**What to do**
Write down every entry below once more, exactly.

[Collected data entries]

Content starts

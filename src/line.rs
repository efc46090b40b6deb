use super::*;

/// LineSegment defined by a start and an endpoint, evaluatable
/// anywhere inbetween using interpolation parameter t: [0,1] in eval().
/// The euclidean length is computed once on construction.
#[derive(Copy, Clone, Debug, PartialEq)]
pub struct LineSegment<P: Point> {
    pub(crate) start: P,
    pub(crate) end: P,
    pub(crate) length: P::Scalar,
}

impl<P> Spline<P> for LineSegment<P>
where
    P: Point,
{
    fn eval(&self, t: P::Scalar) -> P {
        self.eval(t)
    }
}

impl<P> LineSegment<P>
where
    P: Point,
{
    pub fn new(start: P, end: P) -> Self {
        LineSegment {
            start,
            end,
            length: end.distance(start),
        }
    }

    pub fn start(&self) -> P {
        self.start
    }

    pub fn end(&self) -> P {
        self.end
    }

    pub fn length(&self) -> P::Scalar {
        self.length
    }

    pub fn eval(&self, t: P::Scalar) -> P {
        self.start + (self.end - self.start) * t
    }

    /// Parameter t in [0,1] of the point on the segment closest to `p`.
    /// Zero-length segments project everything onto their start.
    pub fn project(&self, p: P) -> P::Scalar {
        let dir = self.end - self.start;
        let l2 = dir.squared_norm();
        if l2 <= P::Scalar::zero() {
            return P::Scalar::zero();
        }
        let v = p - self.start;
        let dot = (0..P::DIM).fold(P::Scalar::zero(), |acc, i| acc + v.axis(i) * dir.axis(i));
        (dot / l2).max(P::Scalar::zero()).min(P::Scalar::one())
    }

    /// Return the distance from the LineSegment to Point p by calculating the projection
    pub fn distance_to_point(&self, p: P) -> P::Scalar {
        p.distance(self.eval(self.project(p)))
    }
}
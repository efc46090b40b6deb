use core::fmt::Debug;
use core::ops::{Add, Mul, Sub};

use num_traits::{Float, Zero};

/// Trait defined over generic points P whose components are of type `Scalar`.
/// Many libraries already provide Point-types and the mathematical operations
/// that we need for working with curves, so that implementing the trait requires mostly wrapping.
/// Keeping the trait as minimal as possible to make integration with other libraries easy.
pub trait Point:
    Add<Self, Output = Self>
    + Sub<Self, Output = Self>
    + Mul<<Self as Point>::Scalar, Output = Self>
    + Copy
    + PartialEq
    + Default
    + Debug
{
    type Scalar: Float + Default + Debug;

    /// Number of coordinate axes.
    const DIM: usize;

    /// Returns the component of the point on its axis corresponding to index e.g. [0, 1, 2] -> [x, y, z]
    fn axis(&self, index: usize) -> Self::Scalar;

    /// Overwrites the component at `index`.
    fn set_axis(&mut self, index: usize, value: Self::Scalar);

    /// Returns the squared L2 norm of the point interpreted as a vector.
    fn squared_norm(&self) -> Self::Scalar {
        (0..Self::DIM).fold(Self::Scalar::zero(), |acc, i| {
            acc + self.axis(i) * self.axis(i)
        })
    }

    /// Returns the euclidean distance between self and other.
    fn distance(&self, other: Self) -> Self::Scalar {
        (*self - other).squared_norm().sqrt()
    }
}

#[cfg(test)]
mod tests {
    use super::*;
    use crate::PointN;

    fn distance_to_origin<P: Point>(p: P) -> P::Scalar {
        p.distance(P::default())
    }

    #[test]
    fn norms_through_the_scalar_type() {
        assert_eq!(PointN::new([3f32, 4f32]).squared_norm(), 25.0);
        assert_eq!(distance_to_origin(PointN::new([0f64, 3f64, 4f64])), 5.0);
        // no axes, nothing to sum
        assert_eq!(PointN::<f64, 0>::default().squared_norm(), 0.0);
    }
}
//! Trait for common abstractions over parametric curves evaluated on [0, 1]

use alloc::vec::Vec;

use super::*;

pub trait Spline<P: Point> {
    fn eval(&self, t: P::Scalar) -> P;

    /// Evaluates the curve at `step_count + 1` evenly spaced parameters covering [0, 1].
    /// The first sample is taken at exactly t = 0 and the last at exactly t = 1.
    fn sample(&self, step_count: usize) -> Result<Vec<P>, ResampleError> {
        self.sample_with(step_count, |p| p)
    }

    /// Like `sample()`, but every evaluated point is passed through `map` before it is stored,
    /// e.g. to move curve space coordinates into presentation space (see `Affine::apply()`).
    fn sample_with<F>(&self, step_count: usize, map: F) -> Result<Vec<P>, ResampleError>
    where
        F: Fn(P) -> P,
    {
        if step_count < 1 {
            return Err(ResampleError::InvalidSampleCount);
        }
        let steps: P::Scalar = count_to_scalar(step_count);
        let mut samples = Vec::with_capacity(step_count + 1);
        samples.extend(
            (0..=step_count).map(|i| map(self.eval(count_to_scalar::<P::Scalar>(i) / steps))),
        );
        Ok(samples)
    }
}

Content ends

**Your solution**
filename src/line.rs
repository efc46090b40b6deb
use super::*;

/// LineSegment defined by a start and an endpoint, evaluatable
/// anywhere inbetween using interpolation parameter t: [0,1] in eval().
/// The euclidean length is computed once on construction.
#[derive(Copy, Clone, Debug, PartialEq)]
pub struct LineSegment<P: Point> {
    pub(crate) start: P,
    pub(crate) end: P,
    pub(crate) length: P::Scalar,
}

impl<P> Spline<P> for LineSegment<P>
where
    P: Point,
{
    fn eval(&self, t: P::Scalar) -> P {
        self.eval(t)
    }
}

impl<P> LineSegment<P>
where
    P: Point,
{
    pub fn new(start: P, end: P) -> Self {
        LineSegment {
            start,
            end,
            length: end.distance(start),
        }
    }

    pub fn start(&self) -> P {
        self.start
    }

    pub fn end(&self) -> P {
        self.end
    }

    pub fn length(&self) -> P::Scalar {
        self.length
    }

    pub fn eval(&self, t: P::Scalar) -> P {
        self.start + (self.end - self.start) * t
    }

    /// Parameter t in [0,1] of the point on the segment closest to `p`.
    /// Zero-length segments project everything onto their start.
    pub fn project(&self, p: P) -> P::Scalar {
        let dir = self.end - self.start;
        let l2 = dir.squared_norm();
        if l2 <= P::Scalar::zero() {
            return P::Scalar::zero();
        }
        let v = p - self.start;
        let dot = (0..P::DIM).fold(P::Scalar::zero(), |acc, i| acc + v.axis(i) * dir.axis(i));
        (dot / l2).max(P::Scalar::zero()).min(P::Scalar::one())
    }

    /// Return the distance from the LineSegment to Point p by calculating the projection
    pub fn distance_to_point(&self, p: P) -> P::Scalar {
        p.distance(self.eval(self.project(p)))
    }
}
repository efc46090b40b6deb
use core::fmt::Debug;
use core::ops::{Add, Mul, Sub};

use num_traits::{Float, Zero};

/// Trait defined over generic points P whose components are of type `Scalar`.
/// Many libraries already provide Point-types and the mathematical operations
/// that we need for working with curves, so that implementing the trait requires mostly wrapping.
/// Keeping the trait as minimal as possible to make integration with other libraries easy.
pub trait Point:
    Add<Self, Output = Self>
    + Sub<Self, Output = Self>
    + Mul<<Self as Point>::Scalar, Output = Self>
    + Copy
    + PartialEq
    + Default
    + Debug
{
    type Scalar: Float + Default + Debug;

    /// Number of coordinate axes.
    const DIM: usize;

    /// Returns the component of the point on its axis corresponding to index e.g. [0, 1, 2] -> [x, y, z]
    fn axis(&self, index: usize) -> Self::Scalar;

    /// Overwrites the component at `index`.
    fn set_axis(&mut self, index: usize, value: Self::Scalar);

    /// Returns the squared L2 norm of the point interpreted as a vector.
    fn squared_norm(&self) -> Self::Scalar {
        (0..Self::DIM).fold(Self::Scalar::zero(), |acc, i| {
            acc + self.axis(i) * self.axis(i)
        })
    }

    /// Returns the euclidean distance between self and other.
    fn distance(&self, other: Self) -> Self::Scalar {
        (*self - other).squared_norm().sqrt()
    }
}

#[cfg(test)]
mod tests {
    use super::*;
    use crate::PointN;

    fn distance_to_origin<P: Point>(p: P) -> P::Scalar {
        p.distance(P::default())
    }

    #[test]
    fn norms_through_the_scalar_type() {
        assert_eq!(PointN::new([3f32, 4f32]).squared_norm(), 25.0);
        assert_eq!(distance_to_origin(PointN::new([0f64, 3f64, 4f64])), 5.0);
        // no axes, nothing to sum
        assert_eq!(PointN::<f64, 0>::default().squared_norm(), 0.0);
    }
}
//! Trait for common abstractions over parametric curves evaluated on [0, 1]

use alloc::vec::Vec;

use super::*;

pub trait Spline<P: Point> {
    fn eval(&self, t: P::Scalar) -> P;

    /// Evaluates the curve at `step_count + 1` evenly spaced parameters covering [0, 1].
    /// The first sample is taken at exactly t = 0 and the last at exactly t = 1.
    fn sample(&self, step_count: usize) -> Result<Vec<P>, ResampleError> {
        self.sample_with(step_count, |p| p)
    }

    /// Like `sample()`, but every evaluated point is passed through `map` before it is stored,
    /// e.g. to move curve space coordinates into presentation space (see `Affine::apply()`).
    fn sample_with<F>(&self, step_count: usize, map: F) -> Result<Vec<P>, ResampleError>
    where
        F: Fn(P) -> P,
    {
        if step_count < 1 {
            return Err(ResampleError::InvalidSampleCount);
        }
        let steps: P::Scalar = count_to_scalar(step_count);
        let mut samples = Vec::with_capacity(step_count + 1);
        samples.extend(
            (0..=step_count).map(|i| map(self.eval(count_to_scalar::<P::Scalar>(i) / steps))),
        );
        Ok(samples)
    }
}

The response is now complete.